BEIRUT – A Syrian opposition group and an international watchdog on Wednesday called for an investigation into the deaths of at least four Syrians in Lebanese army custody.
The men were detained in a sweeping security raid last week that netted 355 Syrians in refugee settlements in and around the border town of Arsal, the scene of a major cross-border attack in 2014, when a number of Lebanese soldiers were abducted.
The army on Tuesday said four had died in custody from chronic health conditions exacerbated by the soaring summer heat.
On Wednesday, it said 85 had been charged with illegal entry into Lebanon, while 15 others have been released. At least four Syrians had detonated explosives vests during the raid, killing a Syrian girl and wounding seven Lebanese soldiers.
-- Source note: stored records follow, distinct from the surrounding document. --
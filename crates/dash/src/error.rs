// SPDX-License-Identifier: BUSL-1.1
// Copyright (c) 2026 Alfred Jean LLC

use thiserror::Error;

/// Dashboard errors
#[derive(Debug, Error)]
pub enum DashError {
    #[error("invalid server address {0:?}: expected host[:port] or unix:<path>")]
    InvalidTarget(String),

    #[error("invalid interval {0:?}: expected a positive number of seconds")]
    InvalidInterval(String),

    /// A poll with subscribed items came back empty.
    #[error("no valid data")]
    NoValidData,

    #[error("IO error: {0}")]
    Io(#[from] std::io::Error),
}
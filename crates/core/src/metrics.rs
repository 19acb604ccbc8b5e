// SPDX-License-Identifier: BUSL-1.1
// Copyright (c) 2026 Alfred Jean LLC

//! Metric types reported by the introspection service and read by the
//! dashboard.
//!
//! Several of these serialize as JSON arrays rather than objects
//! (`WorkerLoad`, `DirectoryCall`) to keep the polled payload compact.

use std::collections::BTreeMap;

use serde::{Deserialize, Serialize};

/// Histogram row for one work type in the job queue.
#[derive(Debug, Clone, Default, PartialEq, Serialize, Deserialize)]
pub struct WorkTypeCounts {
    pub queued: u64,
    pub assigned: u64,
    /// Items whose scheduled time has passed but are not yet assigned
    pub late: u64,
    pub failed: u64,
    pub completed: u64,
    /// Total processing time of completed items, in seconds
    pub time: f64,
}

impl WorkTypeCounts {
    /// Average processing time per completed item, in milliseconds.
    pub fn average_ms(&self) -> f64 {
        if self.completed == 0 {
            0.0
        } else {
            self.time * 1000.0 / self.completed as f64
        }
    }
}

/// Queue histogram keyed by work type.
pub type JobHistogram = BTreeMap<String, WorkTypeCounts>;

/// Load of one worker slot: `[assigned, load, completed]` on the wire.
#[derive(Debug, Clone, Copy, Default, PartialEq, Eq, Serialize, Deserialize)]
pub struct WorkerLoad(pub u64, pub u64, pub u64);

impl WorkerLoad {
    pub fn assigned(&self) -> u64 {
        self.0
    }

    pub fn load(&self) -> u64 {
        self.1
    }

    pub fn completed(&self) -> u64 {
        self.2
    }
}

/// Worker pool snapshot answered for `job_assignments`.
#[derive(Debug, Clone, Default, PartialEq, Eq, Serialize, Deserialize)]
pub struct JobAssignments {
    pub workers: Vec<WorkerLoad>,
    /// Aggregate load level, in percent
    pub level: u64,
}

impl JobAssignments {
    pub fn total_assigned(&self) -> u64 {
        self.workers.iter().map(WorkerLoad::assigned).sum()
    }

    pub fn total_completed(&self) -> u64 {
        self.workers.iter().map(WorkerLoad::completed).sum()
    }
}

/// Connection counters of one HTTP worker slot.
#[derive(Debug, Clone, Default, PartialEq, Eq, Serialize, Deserialize)]
pub struct SlotStatus {
    pub slot: u32,
    pub unacknowledged: u64,
    pub acknowledged: u64,
    pub unclosed: u64,
    pub total: u64,
    pub started: u64,
    pub starting: u64,
    pub stopped: u64,
    pub abandoned: u64,
}

/// Slot table plus the load limiter's overload flag.
#[derive(Debug, Clone, Default, PartialEq, Eq, Serialize, Deserialize)]
pub struct SlotsReport {
    pub slots: Vec<SlotStatus>,
    pub overloaded: bool,
}

/// Request statistics for one time window of the access log.
///
/// Field names match the keys of the `stats` payload; times are in
/// milliseconds.
#[derive(Debug, Clone, Default, PartialEq, Serialize, Deserialize)]
#[serde(default)]
pub struct RequestWindow {
    pub requests: u64,
    /// Total response time
    #[serde(rename = "t")]
    pub total_ms: f64,
    /// Portion of the response time spent writing the response
    #[serde(rename = "t-resp-wr")]
    pub write_ms: f64,
    #[serde(rename = "T-MAX")]
    pub max_ms: f64,
    /// Sum over requests of the slots in use when each arrived
    pub slots: u64,
    #[serde(rename = "max-slots")]
    pub max_slots: u64,
    /// Sum over requests of the CPU percentage reported with each
    pub cpu: f64,
    #[serde(rename = "401")]
    pub unauthorized: u64,
    #[serde(rename = "500")]
    pub server_errors: u64,
    /// Request count per method
    pub method: BTreeMap<String, u64>,
    /// Total response time per method
    #[serde(rename = "method-t")]
    pub method_ms: BTreeMap<String, f64>,
}

impl RequestWindow {
    /// Fold `other` into this window.
    pub fn merge(&mut self, other: &RequestWindow) {
        self.requests += other.requests;
        self.total_ms += other.total_ms;
        self.write_ms += other.write_ms;
        self.max_ms = self.max_ms.max(other.max_ms);
        self.slots += other.slots;
        self.max_slots = self.max_slots.max(other.max_slots);
        self.cpu += other.cpu;
        self.unauthorized += other.unauthorized;
        self.server_errors += other.server_errors;
        for (method, count) in &other.method {
            *self.method.entry(method.clone()).or_default() += count;
        }
        for (method, ms) in &other.method_ms {
            *self.method_ms.entry(method.clone()).or_default() += ms;
        }
    }
}

/// Host figures reported alongside request statistics.
#[derive(Debug, Clone, Default, PartialEq, Serialize, Deserialize)]
#[serde(default)]
pub struct SystemStats {
    #[serde(rename = "cpu use")]
    pub cpu_use: f64,
    #[serde(rename = "memory percent")]
    pub memory_percent: f64,
    /// Bytes
    #[serde(rename = "memory used")]
    pub memory_used: u64,
    /// Seconds since the Unix epoch
    #[serde(rename = "start time")]
    pub start_time: f64,
}

/// Payload of the `stats` query: rolling request windows plus system
/// figures, each projectable as `stats_<key>`.
#[derive(Debug, Clone, Default, PartialEq, Serialize, Deserialize)]
#[serde(default)]
pub struct StatsReport {
    /// The minute in progress
    pub current: RequestWindow,
    /// The last complete minute
    #[serde(rename = "1m")]
    pub one_minute: RequestWindow,
    #[serde(rename = "5m")]
    pub five_minutes: RequestWindow,
    #[serde(rename = "1h")]
    pub one_hour: RequestWindow,
    pub system: SystemStats,
}

impl StatsReport {
    /// Windows paired with their label and length in seconds, shortest first.
    pub fn windows(&self) -> [(&'static str, u64, &RequestWindow); 4] {
        [
            ("current", 60, &self.current),
            ("1m", 60, &self.one_minute),
            ("5m", 5 * 60, &self.five_minutes),
            ("1h", 60 * 60, &self.one_hour),
        ]
    }
}

/// Directory-service call statistics: `[count, seconds]` on the wire.
#[derive(Debug, Clone, Copy, Default, PartialEq, Serialize, Deserialize)]
pub struct DirectoryCall(pub u64, pub f64);

impl DirectoryCall {
    pub fn count(&self) -> u64 {
        self.0
    }

    pub fn seconds(&self) -> f64 {
        self.1
    }
}

/// Directory-service report keyed by method name.
pub type DirectoryReport = BTreeMap<String, DirectoryCall>;

#[cfg(test)]
#[path = "metrics_tests.rs"]
mod tests;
In Arsal, refugees blocked a road to prevent an ambulance from delivering four bodies for burial, demanding that autopsies take place first.
But the town mayor ordered they be taken to the local cemetery, a refugee from the Syrian town of Qusayr told The Associated Press. He spoke on condition of anonymity because of his uncertain legal status in Lebanon.
Mayor Bassil Hujeiri said the ambulance was sent by the town at the request of the military police to pick up four bodies from the Dar al-Amal Hospital in nearby Baalbek.
He denied interfering with the movement of the ambulances, insisting the army controls traffic in and out of Arsal.
According to photos that were seen by the AP, two of the bodies showed heavy bruising on the face and abdomen — which human rights lawyer Nabil Halabi said was consistent with beatings. A third body was missing the head, another photo showed.
The circumstances in which the photos were taken were not known. The refugee in Arsal identified three of the bodies as belonging to men detained in the raid.
A Lebanese army official added further confusion to the situation by saying later Wednesday the bodies of the four who had died in custody have not yet been returned to their families but were held for autopsies.
The official, speaking on condition of anonymity in line with regulations, denied they died under torture.
A Syrian opposition, the Turkey-based Syrian National Coalition alleged that the army is trying covering up the number of fatalities and said at least 10 detainees had died in custody.
It did not offer evidence to back up its claim and called for an independent investigation.
Lama Fakih, deputy Middle East director at Human Rights Watch, said that "in light of the army's own admission that the health condition of the detainees deteriorated while in custody, a formal, transparent and independent investigation must be launched."
"In case of wrongdoing, those responsible for the deaths should be held accountable," she added.
The office of the U.N. High Commissioner for Human Rights issued a similarly worded statement on Wednesday evening.